MATERIAL FOR THE TASK.
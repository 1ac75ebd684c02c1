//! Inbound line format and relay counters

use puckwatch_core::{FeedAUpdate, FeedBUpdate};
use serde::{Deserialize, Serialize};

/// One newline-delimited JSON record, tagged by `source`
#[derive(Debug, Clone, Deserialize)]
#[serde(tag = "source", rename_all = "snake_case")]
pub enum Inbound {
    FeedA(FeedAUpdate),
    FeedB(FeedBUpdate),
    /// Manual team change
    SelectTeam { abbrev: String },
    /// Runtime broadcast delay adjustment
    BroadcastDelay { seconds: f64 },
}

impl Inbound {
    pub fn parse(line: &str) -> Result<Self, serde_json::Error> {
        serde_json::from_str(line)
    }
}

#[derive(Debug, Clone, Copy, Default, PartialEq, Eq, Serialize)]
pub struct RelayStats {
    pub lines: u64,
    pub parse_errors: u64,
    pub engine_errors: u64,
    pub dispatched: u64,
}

...

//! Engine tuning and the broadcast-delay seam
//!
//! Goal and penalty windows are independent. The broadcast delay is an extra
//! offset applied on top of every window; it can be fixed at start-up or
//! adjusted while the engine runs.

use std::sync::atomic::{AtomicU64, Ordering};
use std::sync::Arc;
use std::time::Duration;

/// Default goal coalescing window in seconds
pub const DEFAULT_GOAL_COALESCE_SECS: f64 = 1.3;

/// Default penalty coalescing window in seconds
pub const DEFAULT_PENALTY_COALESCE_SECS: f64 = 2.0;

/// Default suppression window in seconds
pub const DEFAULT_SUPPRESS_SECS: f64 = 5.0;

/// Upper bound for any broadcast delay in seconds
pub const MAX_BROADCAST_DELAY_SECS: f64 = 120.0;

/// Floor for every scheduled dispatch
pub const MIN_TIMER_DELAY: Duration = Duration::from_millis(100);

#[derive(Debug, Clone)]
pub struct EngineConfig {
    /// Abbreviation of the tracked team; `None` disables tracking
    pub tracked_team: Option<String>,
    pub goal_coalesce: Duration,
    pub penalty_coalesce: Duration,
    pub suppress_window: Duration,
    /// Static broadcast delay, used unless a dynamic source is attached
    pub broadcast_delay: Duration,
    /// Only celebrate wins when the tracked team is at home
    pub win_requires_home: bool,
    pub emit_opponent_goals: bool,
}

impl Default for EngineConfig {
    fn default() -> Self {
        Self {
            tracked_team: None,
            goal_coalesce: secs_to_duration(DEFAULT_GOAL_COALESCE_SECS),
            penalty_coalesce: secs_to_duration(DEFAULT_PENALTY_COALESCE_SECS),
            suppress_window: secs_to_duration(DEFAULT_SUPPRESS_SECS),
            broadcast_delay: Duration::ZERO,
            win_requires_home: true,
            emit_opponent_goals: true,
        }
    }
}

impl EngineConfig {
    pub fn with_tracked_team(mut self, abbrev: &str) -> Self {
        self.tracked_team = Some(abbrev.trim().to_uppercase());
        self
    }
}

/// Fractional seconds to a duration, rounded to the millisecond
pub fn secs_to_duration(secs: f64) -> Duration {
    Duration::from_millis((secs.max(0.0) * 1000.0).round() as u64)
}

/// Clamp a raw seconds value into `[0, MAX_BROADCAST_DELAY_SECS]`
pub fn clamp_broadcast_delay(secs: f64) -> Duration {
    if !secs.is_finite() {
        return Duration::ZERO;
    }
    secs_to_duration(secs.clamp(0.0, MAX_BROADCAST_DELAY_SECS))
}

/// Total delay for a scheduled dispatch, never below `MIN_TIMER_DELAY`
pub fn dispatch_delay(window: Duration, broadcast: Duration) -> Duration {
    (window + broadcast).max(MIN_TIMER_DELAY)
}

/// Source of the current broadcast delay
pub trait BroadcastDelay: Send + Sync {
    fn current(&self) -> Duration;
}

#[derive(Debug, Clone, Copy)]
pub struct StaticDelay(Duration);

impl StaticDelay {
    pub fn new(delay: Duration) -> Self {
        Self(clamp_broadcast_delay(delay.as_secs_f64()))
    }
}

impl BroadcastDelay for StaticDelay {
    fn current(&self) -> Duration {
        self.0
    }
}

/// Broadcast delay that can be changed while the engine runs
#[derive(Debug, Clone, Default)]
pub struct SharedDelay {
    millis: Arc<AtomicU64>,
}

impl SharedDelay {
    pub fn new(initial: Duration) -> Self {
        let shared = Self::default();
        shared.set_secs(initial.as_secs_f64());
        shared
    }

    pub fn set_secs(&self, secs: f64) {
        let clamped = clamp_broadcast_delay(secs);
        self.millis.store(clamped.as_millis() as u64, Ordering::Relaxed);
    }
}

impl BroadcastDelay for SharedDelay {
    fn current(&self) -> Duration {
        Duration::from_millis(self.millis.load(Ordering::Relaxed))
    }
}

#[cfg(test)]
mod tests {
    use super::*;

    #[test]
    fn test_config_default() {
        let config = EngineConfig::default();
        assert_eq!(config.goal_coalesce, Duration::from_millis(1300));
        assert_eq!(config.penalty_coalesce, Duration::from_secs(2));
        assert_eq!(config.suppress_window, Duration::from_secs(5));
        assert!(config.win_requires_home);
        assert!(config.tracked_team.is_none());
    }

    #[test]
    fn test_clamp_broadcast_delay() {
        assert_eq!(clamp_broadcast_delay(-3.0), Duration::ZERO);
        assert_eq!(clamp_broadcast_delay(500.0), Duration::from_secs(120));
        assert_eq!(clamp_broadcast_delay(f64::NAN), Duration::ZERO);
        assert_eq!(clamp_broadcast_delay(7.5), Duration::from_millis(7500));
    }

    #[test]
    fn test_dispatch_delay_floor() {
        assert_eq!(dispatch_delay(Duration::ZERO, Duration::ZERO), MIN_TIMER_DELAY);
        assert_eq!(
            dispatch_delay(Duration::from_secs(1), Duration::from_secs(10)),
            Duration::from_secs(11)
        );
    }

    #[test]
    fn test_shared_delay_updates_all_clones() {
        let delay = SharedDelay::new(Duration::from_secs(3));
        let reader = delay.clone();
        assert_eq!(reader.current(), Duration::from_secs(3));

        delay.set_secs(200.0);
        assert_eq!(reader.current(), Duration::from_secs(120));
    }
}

--

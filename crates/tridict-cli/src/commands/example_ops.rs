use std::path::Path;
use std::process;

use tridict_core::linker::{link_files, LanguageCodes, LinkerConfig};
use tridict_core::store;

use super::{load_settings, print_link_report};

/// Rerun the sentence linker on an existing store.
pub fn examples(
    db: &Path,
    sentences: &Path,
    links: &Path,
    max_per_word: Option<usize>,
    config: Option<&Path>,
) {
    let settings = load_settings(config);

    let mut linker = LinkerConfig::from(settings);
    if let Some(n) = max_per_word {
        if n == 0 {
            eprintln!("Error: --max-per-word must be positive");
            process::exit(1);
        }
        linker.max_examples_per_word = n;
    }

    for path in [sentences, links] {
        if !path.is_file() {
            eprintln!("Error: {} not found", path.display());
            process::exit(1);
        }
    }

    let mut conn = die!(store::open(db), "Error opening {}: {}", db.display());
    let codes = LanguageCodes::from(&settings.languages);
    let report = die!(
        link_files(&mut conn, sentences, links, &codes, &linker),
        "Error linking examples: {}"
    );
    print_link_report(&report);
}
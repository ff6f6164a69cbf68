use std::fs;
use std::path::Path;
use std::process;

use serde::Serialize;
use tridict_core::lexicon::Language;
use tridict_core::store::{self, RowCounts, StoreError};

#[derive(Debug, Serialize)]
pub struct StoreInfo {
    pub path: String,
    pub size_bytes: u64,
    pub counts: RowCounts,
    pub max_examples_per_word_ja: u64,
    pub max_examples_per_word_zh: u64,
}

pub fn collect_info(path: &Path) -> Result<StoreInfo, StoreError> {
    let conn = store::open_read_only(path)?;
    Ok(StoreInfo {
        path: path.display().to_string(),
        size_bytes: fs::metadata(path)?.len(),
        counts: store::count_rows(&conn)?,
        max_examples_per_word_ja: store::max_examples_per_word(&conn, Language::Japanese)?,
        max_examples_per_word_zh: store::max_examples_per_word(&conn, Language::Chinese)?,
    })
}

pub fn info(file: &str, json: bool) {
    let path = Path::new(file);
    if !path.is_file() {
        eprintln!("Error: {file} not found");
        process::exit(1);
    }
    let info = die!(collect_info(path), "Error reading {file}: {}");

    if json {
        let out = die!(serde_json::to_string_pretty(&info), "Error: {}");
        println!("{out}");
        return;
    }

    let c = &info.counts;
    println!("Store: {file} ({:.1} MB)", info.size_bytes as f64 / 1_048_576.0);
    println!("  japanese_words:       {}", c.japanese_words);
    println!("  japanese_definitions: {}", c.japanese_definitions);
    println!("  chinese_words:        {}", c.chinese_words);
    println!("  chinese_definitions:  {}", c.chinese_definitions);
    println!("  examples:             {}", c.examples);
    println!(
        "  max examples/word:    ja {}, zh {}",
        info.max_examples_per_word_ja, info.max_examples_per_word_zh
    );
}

INSTRUCTIONS TO FOLLOW. Copy out the range of lines above starting at the line with "the engine runs." and ending at the line with "pub const DEFAULT_SUPPRESS_SECS: f64 = 5.0;", exactly and including both.

YOUR RESPONSE.
//! adjusted while the engine runs.

use std::sync::atomic::{AtomicU64, Ordering};
use std::sync::Arc;
use std::time::Duration;

/// Default goal coalescing window in seconds
pub const DEFAULT_GOAL_COALESCE_SECS: f64 = 1.3;

/// Default penalty coalescing window in seconds
pub const DEFAULT_PENALTY_COALESCE_SECS: f64 = 2.0;

/// Default suppression window in seconds
pub const DEFAULT_SUPPRESS_SECS: f64 = 5.0;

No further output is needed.